Write out every record below exactly as it appears.

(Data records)
::::::

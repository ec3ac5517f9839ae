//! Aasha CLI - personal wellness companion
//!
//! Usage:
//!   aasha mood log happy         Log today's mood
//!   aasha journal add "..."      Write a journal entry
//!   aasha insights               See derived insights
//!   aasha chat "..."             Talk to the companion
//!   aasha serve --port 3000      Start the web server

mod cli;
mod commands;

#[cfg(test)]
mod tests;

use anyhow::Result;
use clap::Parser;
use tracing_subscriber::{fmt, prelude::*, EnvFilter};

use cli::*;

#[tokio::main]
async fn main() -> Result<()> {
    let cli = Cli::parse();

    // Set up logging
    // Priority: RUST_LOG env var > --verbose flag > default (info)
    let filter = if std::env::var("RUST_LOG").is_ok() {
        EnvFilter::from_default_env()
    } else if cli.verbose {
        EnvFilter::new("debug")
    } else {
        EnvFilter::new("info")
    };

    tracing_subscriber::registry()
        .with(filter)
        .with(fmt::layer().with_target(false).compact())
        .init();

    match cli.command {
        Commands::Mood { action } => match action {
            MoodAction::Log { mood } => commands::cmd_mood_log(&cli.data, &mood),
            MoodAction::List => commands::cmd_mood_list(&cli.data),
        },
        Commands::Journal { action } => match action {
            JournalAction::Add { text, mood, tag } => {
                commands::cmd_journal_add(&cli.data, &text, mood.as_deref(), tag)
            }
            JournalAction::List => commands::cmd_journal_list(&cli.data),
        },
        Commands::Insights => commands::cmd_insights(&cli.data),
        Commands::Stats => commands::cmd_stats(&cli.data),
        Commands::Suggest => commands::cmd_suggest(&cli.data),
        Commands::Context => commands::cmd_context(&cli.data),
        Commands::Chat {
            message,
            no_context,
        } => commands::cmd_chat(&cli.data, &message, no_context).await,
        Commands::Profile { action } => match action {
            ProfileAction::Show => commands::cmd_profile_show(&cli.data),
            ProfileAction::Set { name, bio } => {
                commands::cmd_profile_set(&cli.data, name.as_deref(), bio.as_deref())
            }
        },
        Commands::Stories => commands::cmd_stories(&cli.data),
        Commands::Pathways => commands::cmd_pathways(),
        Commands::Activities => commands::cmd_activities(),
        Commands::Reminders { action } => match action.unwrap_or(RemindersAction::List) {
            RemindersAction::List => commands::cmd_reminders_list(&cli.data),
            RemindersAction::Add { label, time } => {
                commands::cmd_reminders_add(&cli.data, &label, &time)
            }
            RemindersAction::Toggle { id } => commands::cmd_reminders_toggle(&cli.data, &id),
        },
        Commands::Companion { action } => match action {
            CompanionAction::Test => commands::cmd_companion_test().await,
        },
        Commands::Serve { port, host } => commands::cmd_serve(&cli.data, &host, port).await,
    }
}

::::::

_OUTPUT OF THE EXERCISE_:
repository ec3ac5517f9839ae
//! Aasha CLI - personal wellness companion
//!
//! Usage:
//!   aasha mood log happy         Log today's mood
//!   aasha journal add "..."      Write a journal entry
//!   aasha insights               See derived insights
//!   aasha chat "..."             Talk to the companion
//!   aasha serve --port 3000      Start the web server

mod cli;
mod commands;

#[cfg(test)]
mod tests;

use anyhow::Result;
use clap::Parser;
use tracing_subscriber::{fmt, prelude::*, EnvFilter};

use cli::*;

#[tokio::main]
async fn main() -> Result<()> {
    let cli = Cli::parse();

    // Set up logging
    // Priority: RUST_LOG env var > --verbose flag > default (info)
    let filter = if std::env::var("RUST_LOG").is_ok() {
        EnvFilter::from_default_env()
    } else if cli.verbose {
        EnvFilter::new("debug")
    } else {
        EnvFilter::new("info")
    };

    tracing_subscriber::registry()
        .with(filter)
        .with(fmt::layer().with_target(false).compact())
        .init();

    match cli.command {
        Commands::Mood { action } => match action {
            MoodAction::Log { mood } => commands::cmd_mood_log(&cli.data, &mood),
            MoodAction::List => commands::cmd_mood_list(&cli.data),
        },
        Commands::Journal { action } => match action {
            JournalAction::Add { text, mood, tag } => {
                commands::cmd_journal_add(&cli.data, &text, mood.as_deref(), tag)
            }
            JournalAction::List => commands::cmd_journal_list(&cli.data),
        },
        Commands::Insights => commands::cmd_insights(&cli.data),
        Commands::Stats => commands::cmd_stats(&cli.data),
        Commands::Suggest => commands::cmd_suggest(&cli.data),
        Commands::Context => commands::cmd_context(&cli.data),
        Commands::Chat {
            message,
            no_context,
        } => commands::cmd_chat(&cli.data, &message, no_context).await,
        Commands::Profile { action } => match action {
            ProfileAction::Show => commands::cmd_profile_show(&cli.data),
            ProfileAction::Set { name, bio } => {
                commands::cmd_profile_set(&cli.data, name.as_deref(), bio.as_deref())
            }
        },
        Commands::Stories => commands::cmd_stories(&cli.data),
        Commands::Pathways => commands::cmd_pathways(),
        Commands::Activities => commands::cmd_activities(),
        Commands::Reminders { action } => match action.unwrap_or(RemindersAction::List) {
            RemindersAction::List => commands::cmd_reminders_list(&cli.data),
            RemindersAction::Add { label, time } => {
                commands::cmd_reminders_add(&cli.data, &label, &time)
            }
            RemindersAction::Toggle { id } => commands::cmd_reminders_toggle(&cli.data, &id),
        },
        Commands::Companion { action } => match action {
            CompanionAction::Test => commands::cmd_companion_test().await,
        },
        Commands::Serve { port, host } => commands::cmd_serve(&cli.data, &host, port).await,
    }
}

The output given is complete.